Avant d'aller plus loin, un petit rappel s'impose: depuis 2007, Erika Alexandersson et Simon Angell forment un couple, une famille, un groupe. Après avoir pris mari (et nom de mari), Erika a pris pays officiellement il y a trois ans. Vu son talent exceptionnel, elle a été adoptée très vite par la famille élargie de Patrick Watson, dont elle est aujourd'hui l'une des choristes attitrées.

Simon, lui, a laissé le groupe de Pat Watson, dont il a été le guitariste pendant plusieurs années, afin de se consacrer entièrement à l'entreprise familiale. Non sans risques: malgré son succès d'estime et les qualités indéniables de ses concepteurs, Thus Owls a encore du mal à trouver son public, même après trois superbes albums (Cardiac Malformations, Harbours, Turning Rocks) et ce récent maxi.

Voici ce qu'en pensent les principaux intéressés, paisiblement attablés à un café du Plateau Mont-Royal: 

Simon: Plusieurs facteurs doivent être pris en considération pour expliquer cela. C'est complexe... Notre musique confond peut-être les gens, ce qui est aussi une bonne chose ! Car nous avons l'intention de poursuivre dans la même direction.

Erika: Notre musique a souvent été présentée dans un contexte inapproprié. Question de contexte, question de public. C'est délicat, car ça peut être jugé trop intello par les amateurs de forme chanson, et trop pop par les amateurs de musique contemporaine.

Entre deux mondes

Le vrai public de Thus Owls se situerait donc au carrefour de la mouvance indie et des musiques contemporaines plus poussées.

Erika: Nous lorgnons maintenant la musique instrumentale contemporaine, la musique électronique, des formes plus abstraites. Nous avons toujours écouté ces musiques, elles font partie de notre univers et nous avons envie de jouer avec des musiciens de ce type.

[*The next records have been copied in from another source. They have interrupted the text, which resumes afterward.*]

//! StateMerger — the single writer of peer datasets.
//!
//! Every rx link pushes decoded messages into one bounded queue; the merger
//! drains it and applies messages one at a time, so merges never run
//! concurrently with each other.
//!
//! # Per-sender rules
//!
//! ```text
//! any    dropped unless updated > last accepted updated[sender]
//!        acked[sender] = gen[local]
//! ping   installed[sender] = 0, install the node monitor summary only
//! full   accepted when gen[sender] > installed[sender]; replaces the
//!        dataset, preserving instances while the sender boots
//! patch  dropped when installed[sender] == 0; generations already
//!        installed are skipped, the rest must continue installed+1
//!        without gaps, otherwise installed[sender] = 0 (resync)
//! ```

use std::collections::HashMap;
use std::sync::Arc;

use serde_json::{Map, Value};
use tokio::sync::{Notify, broadcast, mpsc, watch};
use tracing::{debug, info, warn};

use hive_state::tree::apply_deltas;
use hive_state::{ClusterState, NodeMonitorStatus, NodeName};

use crate::events::ClusterEvent;
use crate::message::{Inbound, Message, MessageKind};

/// What applying one message did.
#[derive(Debug, Default, Clone, Copy, PartialEq, Eq)]
pub struct MergeOutcome {
    pub accepted: bool,
    pub changed: bool,
    pub resync_requested: bool,
    pub topology_changed: bool,
}

impl MergeOutcome {
    fn dropped() -> Self {
        Self::default()
    }

    fn resync() -> Self {
        Self {
            resync_requested: true,
            ..Self::default()
        }
    }
}

pub struct StateMerger {
    cluster: Arc<ClusterState>,
    compat: u32,
    events: broadcast::Sender<ClusterEvent>,
    wake: Arc<Notify>,
    /// Last warning logged per sender, to log each condition once.
    warned: HashMap<NodeName, String>,
    /// Send time of the newest message accepted per sender. Anything not
    /// newer is a replay or arrived late through a slower link.
    last_updated: HashMap<NodeName, f64>,
}

impl StateMerger {
    pub fn new(
        cluster: Arc<ClusterState>,
        compat: u32,
        events: broadcast::Sender<ClusterEvent>,
        wake: Arc<Notify>,
    ) -> Self {
        Self {
            cluster,
            compat,
            events,
            wake,
            warned: HashMap::new(),
            last_updated: HashMap::new(),
        }
    }

    /// Apply one inbound message.
    pub fn apply(&mut self, inbound: &Inbound) -> MergeOutcome {
        let sender = inbound.sender.as_str();
        if sender == self.cluster.local_name() {
            return MergeOutcome::dropped();
        }
        if !self.cluster.is_member(sender) {
            self.warn_once(sender, "sender is not a cluster member".to_string());
            return MergeOutcome::dropped();
        }
        if inbound.message.compat != self.compat {
            self.warn_once(
                sender,
                format!(
                    "incompatible protocol version {} (local {})",
                    inbound.message.compat, self.compat
                ),
            );
            return MergeOutcome::dropped();
        }
        self.warned.remove(sender);

        let updated = inbound.message.updated;
        if let Some(last) = self.last_updated.get(sender).filter(|last| updated <= **last) {
            debug!(peer = %sender, updated, last, kind = ?inbound.message.kind, "replayed or reordered message dropped");
            return MergeOutcome::dropped();
        }
        self.last_updated.insert(sender.to_string(), updated);

        // The vector carries what the sender installed from us, whatever
        // becomes of the rest of the message.
        self.cluster
            .generations()
            .set_acked(sender, inbound.message.generation_of(self.cluster.local_name()));

        let outcome = match inbound.message.kind {
            MessageKind::Ping => self.apply_ping(sender, &inbound.message),
            MessageKind::Full => self.apply_full(sender, &inbound.message),
            MessageKind::Patch => self.apply_patch(sender, &inbound.message),
        };
        if outcome.changed {
            self.wake.notify_one();
        }
        outcome
    }

    fn apply_ping(&mut self, sender: &str, msg: &Message) -> MergeOutcome {
        self.cluster.generations().set_installed(sender, 0);
        let summary = match &msg.monitor {
            Some(Value::Object(map)) => map.clone(),
            _ => Map::new(),
        };
        let changed = self.cluster.update_peer(sender, |data| {
            let Some(monitor) = ensure_map(data, &["monitor"]) else {
                return false;
            };
            let mut changed = false;
            for (key, value) in summary {
                if key == "services" {
                    continue;
                }
                if monitor.get(&key) != Some(&value) {
                    monitor.insert(key, value);
                    changed = true;
                }
            }
            changed
        });
        debug!(peer = %sender, changed, "ping merged");
        MergeOutcome {
            accepted: true,
            changed,
            ..MergeOutcome::default()
        }
    }

    fn apply_full(&mut self, sender: &str, msg: &Message) -> MergeOutcome {
        let their = msg.generation_of(sender);
        let installed = self.cluster.generations().installed(sender);
        if their <= installed {
            debug!(peer = %sender, generation = their, installed, "stale full dataset dropped");
            return MergeOutcome::dropped();
        }
        let Some(mut data) = msg.data.clone().filter(Value::is_object) else {
            warn!(peer = %sender, "full message without a dataset");
            return MergeOutcome::dropped();
        };

        let booting = data
            .pointer("/monitor/status")
            .cloned()
            .and_then(|v| serde_json::from_value::<NodeMonitorStatus>(v).ok())
            .unwrap_or_default();
        if booting.preserves_instances() {
            if let Some(previous) = self.cluster.peer_data(sender) {
                let kept = preserve_instances(&previous, &mut data);
                if kept > 0 {
                    debug!(peer = %sender, kept, status = ?booting, "instances preserved");
                }
            }
        }

        self.cluster.install_peer(sender, data);
        self.cluster.generations().set_installed(sender, their);
        info!(peer = %sender, generation = their, "full dataset installed");
        let _ = self.events.send(ClusterEvent::TopologyChanged {
            peer: sender.to_string(),
        });
        MergeOutcome {
            accepted: true,
            changed: true,
            resync_requested: false,
            topology_changed: true,
        }
    }

    fn apply_patch(&mut self, sender: &str, msg: &Message) -> MergeOutcome {
        let installed = self.cluster.generations().installed(sender);
        if installed == 0 {
            debug!(peer = %sender, "patch before any full dataset dropped");
            return MergeOutcome::dropped();
        }
        let Some(deltas) = msg.deltas.as_ref() else {
            return MergeOutcome::dropped();
        };

        let pending: Vec<_> = deltas.range(installed + 1..).collect();
        if pending.is_empty() {
            return MergeOutcome {
                accepted: true,
                ..MergeOutcome::default()
            };
        }

        let mut data = self
            .cluster
            .peer_data(sender)
            .unwrap_or_else(|| Value::Object(Map::new()));
        let mut expected = installed + 1;
        let mut changed = false;
        for (generation, deltas) in pending {
            if *generation != expected {
                let reason = format!("expected generation {expected}, got {generation}");
                return self.request_resync(sender, installed, reason);
            }
            if let Err(e) = apply_deltas(&mut data, deltas) {
                return self.request_resync(sender, installed, e.to_string());
            }
            changed |= !deltas.is_empty();
            expected += 1;
        }
        let applied = expected - 1;

        self.cluster.install_peer(sender, data);
        self.cluster.generations().set_installed(sender, applied);
        debug!(peer = %sender, from = installed, to = applied, "patch applied");
        MergeOutcome {
            accepted: true,
            changed,
            ..MergeOutcome::default()
        }
    }

    fn request_resync(&mut self, sender: &str, installed: u64, reason: String) -> MergeOutcome {
        self.cluster.generations().set_installed(sender, 0);
        info!(peer = %sender, installed, %reason, "patch rejected, full resync requested");
        MergeOutcome::resync()
    }

    fn warn_once(&mut self, sender: &str, reason: String) {
        if self.warned.get(sender) != Some(&reason) {
            warn!(peer = %sender, %reason, "message dropped");
            self.warned.insert(sender.to_string(), reason);
        }
    }

    /// Drain the inbound queue until it closes or shutdown is signalled.
    pub async fn run(mut self, mut inbound: mpsc::Receiver<Inbound>, mut shutdown: watch::Receiver<bool>) {
        info!("state merger started");
        loop {
            tokio::select! {
                msg = inbound.recv() => match msg {
                    Some(msg) => {
                        self.apply(&msg);
                    }
                    None => break,
                },
                _ = shutdown.changed() => break,
            }
        }
        info!("state merger stopped");
    }
}

/// Borrow the map at `path` under `value`, creating missing maps. Returns
/// `None` when something on the way is not a map.
fn ensure_map<'a>(value: &'a mut Value, path: &[&str]) -> Option<&'a mut Map<String, Value>> {
    let mut node = value;
    for key in path {
        node = node
            .as_object_mut()?
            .entry(key.to_string())
            .or_insert_with(|| Value::Object(Map::new()));
    }
    node.as_object_mut()
}

/// Copy instances (and their monitors) present in `previous` but missing
/// from `next` into `next`, flagged `preserved`. Returns how many were kept.
fn preserve_instances(previous: &Value, next: &mut Value) -> usize {
    let Some(old_status) = previous.pointer("/services/status").and_then(Value::as_object) else {
        return 0;
    };
    let old_smon = previous.pointer("/monitor/services").and_then(Value::as_object);

    let mut kept = 0;
    for (path, status) in old_status {
        let Some(new_status) = ensure_map(next, &["services", "status"]) else {
            break;
        };
        if new_status.contains_key(path) {
            continue;
        }
        let mut status = status.clone();
        if let Some(map) = status.as_object_mut() {
            map.insert("preserved".into(), Value::Bool(true));
        }
        new_status.insert(path.clone(), status);
        kept += 1;

        if let Some(smon) = old_smon.and_then(|m| m.get(path)) {
            if let Some(services) = ensure_map(next, &["monitor", "services"]) {
                services.entry(path.clone()).or_insert_with(|| smon.clone());
            }
        }
    }
    kept
}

Simon: Avec Black Matter, nous voulions essayer quelque chose de neuf, choisir une instrumentation et des orchestrations inhabituelles pour nous. Nous avions un intérêt particulier pour les cordes, ce qui nous a menés à travailler avec Daníel Bjarnason, un compositeur islandais dont nous apprécions beaucoup le travail.

Erika: Nous voulons introduire dans notre affaire des sons insoupçonnés, inattendus, inspirés des musiques d'avant-garde ou contemporaines.

À l'évidence, ce territoire de transition entre la forme chanson et différentes musiques contemporaines sied parfaitement à Thus Owls. D'ailleurs, Simon et Erika sont loin d'être les seuls à ratisser cette zone.

Simon: En Islande, par exemple, on trouve des compositeurs et arrangeurs de musique contemporaine qui aiment travailler avec les artistes rock ou électro. Plusieurs d'entre eux sont regroupés au sein du label The Bedroom Community, comme Daníel Bjarnason. Dans cette même optique, une autre pièce de notre nouveau puzzle est le batteur Liam O'Neill [de Suuns].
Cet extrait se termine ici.